Ok, so much for the Microsoft marketing speech :).
I replaced sublime with VSCode a while back and I must say I am really impressed by it thus far. It is blazing fast. Not just fast, blazing fast. It has tons of cool features and it is completely customizable.
VSCode is a small Visual Studio if you will; an IDE that behaves, looks and loads (!) like a source code editor!
If you haven't checked it out yet I strongly advise you to do so now! -don't worry I'll wait a bit before continuing ;)-
Typescript
One of the things I tend to do with VSCode is TypeScript. As you may know, when you're doing TypeScript each '.ts' file gets 'transpiled' into two other files. So you'll have a '.map' file, a '.ts' file and a '.js' file. When you're programming you are only interested in the '.ts' file though, the others just clutter up your workspace.
Here's how you make VSCode hide these file:
Edit the user (or workspace) settings by clicking File > Preferences.

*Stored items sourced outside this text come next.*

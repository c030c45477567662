//! Meow Brush favorites panel core
//!
//! Tool shortcuts, pinned brush presets and a live mirror of the host's brush
//! properties. The painting host is reached through [`host::HostAdapter`];
//! everything the user configures is persisted through
//! [`store::PreferenceStore`].

pub mod brush;
pub mod error;
pub mod favorites;
pub mod host;
pub mod ids;
pub mod panel;
pub mod settings;
pub mod store;
pub mod sync;
pub mod tools;

pub use error::{HostError, PanelError, StoreError};
pub use panel::Panel;
pub use sync::{PropertySyncEngine, SyncConfig};

use tracing_subscriber::{layer::SubscriberExt, util::SubscriberInitExt};

/// Install the log subscriber at `info`, unless `RUST_LOG` says otherwise
pub fn init_logging() {
    init_logging_with("info");
}

/// Install the log subscriber with a fallback filter
///
/// Logs go to stderr. Calling this again after a subscriber is installed
/// does nothing.
pub fn init_logging_with(default_filter: &str) {
    let result = tracing_subscriber::registry()
        .with(
            tracing_subscriber::EnvFilter::try_from_default_env()
                .unwrap_or_else(|_| default_filter.into()),
        )
        .with(tracing_subscriber::fmt::layer().with_writer(std::io::stderr))
        .try_init();

    if result.is_ok() {
        tracing::debug!("[Log] Initialized ({})", default_filter);
    }
}

#[cfg(test)]
mod tests {
    use super::*;

    #[test]
    fn test_init_logging_twice_is_harmless() {
        init_logging();
        init_logging_with("debug");
    }
}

You should get two views. The left (read-only) view contains the default settings while the right contains settings that override the default ones. So you change settings by copying them from the left to the right.
Paste the following json configuration in the right view:
"files.exclude": {
"**/.git": true,
"**/.DS_Store": true,
"**/*.js.map": true,
"**/*.js": {"when": "$(basename).ts"}
}
This will hide '.js.map' files all-together (don't need them) and hide '.js' files that have corresponding '.ts' files.